A Drosophila screen identifies a role for histone methylation in ER stress preconditioning

Katie G Owings, Clement Y Chow
  • Genetics (clinical)
  • Genetics
  • Molecular Biology


Stress preconditioning occurs when transient, sublethal stress events impact an organism's ability to counter future stresses. Although preconditioning effects are often noted in the literature, very little is known about the underlying mechanisms. To model preconditioning, we exposed a panel of genetically diverse Drosophila melanogaster to a sublethal heat shock and measured how well the flies survived subsequent exposure to endoplasmic reticulum (ER) stress. The impact of preconditioning varied with genetic background, ranging from dying half as fast to 4 and a half times faster with preconditioning compared to no preconditioning. Subsequent association and transcriptional analyses revealed that histone methylation, and transcriptional regulation are both candidate preconditioning modifier pathways. Strikingly, almost all subunits (7/8) in the Set1/COMPASS complex were identified as candidate modifiers of preconditioning.

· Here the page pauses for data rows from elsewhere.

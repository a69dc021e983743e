/// The `tuple!` macro builds a [`Tuple`](crate::Tuple) from a comma-separated list of expressions,
/// each of which is converted into a [`Value`](crate::Value) with [`From`]. It evaluates to a
/// `Result<Tuple, Error>`, like [`Tuple::from_values`](crate::Tuple::from_values).
///
/// An empty invocation builds a singleton tuple whose payload is absent.
///
/// # Examples
///
/// ```
/// use linked_tuple::{tuple, Object};
///
/// let tuple = tuple!["a", 3, true, 4.5, Object::cloneable(vec!['x'])]?;
/// assert_eq!(tuple.to_string(), "(a, 3, true, 4.5, ['x'])");
///
/// let empty = tuple![]?;
/// assert_eq!(empty.to_string(), "(None)");
/// # Ok::<_, linked_tuple::Error>(())
/// ```
#[macro_export]
macro_rules! tuple {
    () => (
        $crate::Tuple::from_values(::std::vec::Vec::<$crate::Value>::new())
    );
    ($($value:expr),+ $(,)?) => (
        $crate::Tuple::from_values(::std::vec![$($crate::Value::from($value)),+])
    );
}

Functional analysis of Set1 knockdown flies demonstrated that loss of Set1 led to the transcriptional dysregulation of canonical ER stress genes during preconditioning. Based on these analyses, we propose a preconditioning model in which Set1 helps to establish an interim transcriptional “memory” of previous stress events, resulting in a preconditioned response to subsequent stress.